Technology, of course, is already making independent work a lot easier. It puts workers into contact with customers and helps them run a back office. More importantly, it allows individuals to build and promote their reputations at low cost. Customers used to rely on a taxi company’s reputation, or choose a washing machine by the manufacturer’s brand. Now, each worker has a brand: On Uber, customers can reject drivers based on their personal ratings. A firm’s collective reputation, with the concomitant control of its employees’ behavior, is becoming gradually less important.
That said, technology can also favour standard salaried employment. The economists George Baker and Thomas Hubbard, for example, have noted how onboard computers could change US trucking. By monitoring behaviour, they would solve a moral hazard problem: Drivers have little incentive to be as careful with company trucks as they would with their own. As a result, more drivers could become employees of companies that buy and maintain fleets, rather than going it alone. They wouldn’t have to invest in their own vehicles, which makes them vulnerable to recessions by putting their savings in the same sector as their labour; and they wouldn’t be out of pocket and out of work when their trucks broke down.
More generally, conventional jobs have a lot of advantages. First, a single worker or group of workers might lack the capital needed to set up a business, or prefer to avoid the stress and risk of running one (consider doctors or dentists who choose to be employees of a medical clinic). Second, business owners might not want their employees to have other bosses — particularly if the work involves confidential information or team projects that require undivided time and attention. Third, reputations based on ratings might not be reliable: The economist Diane Coyle has shown that the quality of individual consultants can be hard to monitor, at least immediately, whereas a traditional consultancy may be more efficient at “guaranteeing” quality.

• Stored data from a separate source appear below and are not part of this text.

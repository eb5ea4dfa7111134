//! Binding, rewriting and projection through the public API.
//!
//! These tests need no server.

use rmpv::Value as MpValue;
use tntsql::error::{BindingError, ConversionError, QueryError};
use tntsql::query::{
    bind, marshal, rewrite, scan, CastType, DatetimeMode, Rows, ScanMode, WireValue,
};
use tntsql::transport::ColumnMetadata;
use tntsql::types::{CellValue, NamedValue, Time, Value, DATETIME_EXT_TYPE};
use uuid::Uuid;

/// Every ordering of `1..=n` for small `n`.
fn permutations(n: usize) -> Vec<Vec<usize>> {
    fn go(prefix: &mut Vec<usize>, rest: &mut Vec<usize>, out: &mut Vec<Vec<usize>>) {
        if rest.is_empty() {
            out.push(prefix.clone());
            return;
        }
        for i in 0..rest.len() {
            let item = rest.remove(i);
            prefix.push(item);
            go(prefix, rest, out);
            prefix.pop();
            rest.insert(i, item);
        }
    }
    let mut out = Vec::new();
    go(&mut Vec::new(), &mut (1..=n).collect(), &mut out);
    out
}

#[test]
fn test_any_ordinal_order_binds() {
    let query = r#"SELECT * FROM "t" WHERE "id"=:id AND "name"=? AND "age"=:age AND "x"=?"#;

    for order in permutations(4) {
        let args: Vec<NamedValue> = order
            .iter()
            .map(|&ordinal| match ordinal {
                1 => NamedValue::named(1, "id", 10i64),
                2 => NamedValue::positional(2, "bob"),
                3 => NamedValue::named(3, "age", 30i64),
                _ => NamedValue::positional(4, Uuid::nil()),
            })
            .collect();

        let mut placeholders = scan(query, ScanMode::default());
        bind(&mut placeholders, &args).unwrap_or_else(|e| panic!("{order:?}: {e}"));

        // The second positional placeholder receives the UUID.
        let casts: Vec<CastType> = placeholders.iter().map(|p| p.cast).collect();
        assert_eq!(
            casts,
            vec![CastType::None, CastType::None, CastType::None, CastType::Uuid]
        );

        let wire = marshal(&args).unwrap();
        assert!(matches!(&wire[0], WireValue::Named { key, .. } if key == "id"));
        assert_eq!(wire[1], WireValue::Positional(MpValue::from("bob")));
    }
}

#[test]
fn test_count_mismatch_in_both_directions() {
    for (placeholders, args) in [(2usize, 1usize), (1, 2), (0, 1), (3, 0)] {
        let query = vec!["?"; placeholders].join(", ");
        let values: Vec<NamedValue> = (1..=args)
            .map(|i| NamedValue::positional(i, i as i64))
            .collect();

        let mut found = scan(&query, ScanMode::default());
        assert_eq!(
            bind(&mut found, &values).unwrap_err(),
            BindingError::CountMismatch {
                want: placeholders,
                have: args
            }
        );
    }
}

#[test]
fn test_rewrite_keeps_placeholder_count() {
    let query = "INSERT INTO \"t\" VALUES (?, :a, ?, :b, ?)";
    let args = vec![
        NamedValue::positional(1, Uuid::nil()),
        NamedValue::named(2, "a", Time::parse("2024-01-01T00:00:00Z").unwrap()),
        NamedValue::positional(3, 1.5f64),
        NamedValue::named(4, "b", "text"),
        NamedValue::positional(5, Value::null_of(tntsql::types::ValueKind::Uuid)),
    ];

    let mut placeholders = scan(query, ScanMode::default());
    bind(&mut placeholders, &args).unwrap();
    let rewritten = rewrite(query, &mut placeholders);

    assert_eq!(
        rewritten,
        "INSERT INTO \"t\" VALUES (CAST(? AS UUID), CAST(:a AS DATETIME), ?, :b, CAST(? AS UUID))"
    );
    assert_eq!(scan(&rewritten, ScanMode::default()).len(), 5);
    for placeholder in &placeholders {
        let at = &rewritten[placeholder.position..];
        if placeholder.cast_required() {
            assert!(at.starts_with("CAST("), "{at}");
        } else {
            assert!(at.starts_with(&placeholder.token()), "{at}");
        }
    }
}

#[test]
fn test_unsupported_kinds_are_rejected() {
    let rejected = [
        Value::Array(vec![Value::Uuid(Uuid::nil())]),
        Value::Array(vec![Value::Array(vec![Value::Int(1)])]),
        Value::Nullable(
            tntsql::types::ValueKind::Uuid,
            Some(Box::new(Value::String("x".to_string()))),
        ),
    ];

    for value in rejected {
        let err = tntsql::types::check_value(&value).unwrap_err();
        assert!(matches!(err, BindingError::UnsupportedValueType { .. }), "{value:?}");
    }
}

#[test]
fn test_marshaled_time_scans_back_through_text_path() {
    let original = Time::parse("2024-02-29T23:59:58.987654321+03:00").unwrap();

    let wire = marshal(&[NamedValue::positional(1, original)]).unwrap();
    let text = wire.into_iter().next().unwrap().into_msgpack();
    assert!(text.is_str());

    let mut rows = Rows::new(vec![ColumnMetadata::new("ts", Some("string"))], vec![vec![text]]);
    let row = rows.next_row().unwrap().unwrap();
    let scanned: Time = row[0].get().unwrap();

    assert_eq!(scanned, original);
}

#[test]
fn test_datetime_text_mode_round_trip() {
    let original = Time::parse("1999-12-31T23:59:59.5Z").unwrap();
    let ext = MpValue::Ext(DATETIME_EXT_TYPE, original.datetime().to_ext_bytes());

    let mut rows = Rows::new(
        vec![ColumnMetadata::new("ts", Some("datetime"))],
        vec![vec![ext.clone()], vec![ext]],
    )
    .with_datetime_mode(DatetimeMode::Text);

    let mut dest = vec![CellValue::Null];
    assert!(rows.next(&mut dest).unwrap());
    assert!(matches!(dest[0], CellValue::String(_)));
    assert_eq!(dest[0].get::<Time>().unwrap(), original);

    rows.close();
    assert!(matches!(rows.next(&mut dest), Err(QueryError::RowsClosed)));
}

#[test]
fn test_unhandled_result_kind() {
    let mut rows = Rows::new(
        vec![ColumnMetadata::new("a", None), ColumnMetadata::new("b", None)],
        vec![vec![MpValue::from(1), MpValue::Binary(vec![1, 2])]],
    );

    let mut dest = vec![CellValue::Null; 2];
    let err = rows.next(&mut dest).unwrap_err();
    assert!(matches!(
        err,
        QueryError::Conversion(ConversionError::UnhandledKind { column: 1, ref kind }) if kind == "binary"
    ));
}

I believe that salaried employment will not disappear, although it might become less prevalent over time.
But what about artificial intelligence? Many jobs involving routine (and thus codifiable) tasks have been eliminated: banking transactions are digitised, checks are processed by optical readers, call centres use software to shorten the length of conversations between customer and employee, or even replace humans with bots.
These changes have global repercussions. They threaten the low-salary, outsourced jobs that emerging and underdeveloped countries have counted on to escape poverty. In developed countries, as the economist David Autor and his co-authors have demonstrated, they tend to benefit those employees whose skills complement the new digital tools. This “hollows out” the distribution of jobs into either high-paying skilled positions or low-paying basic service positions.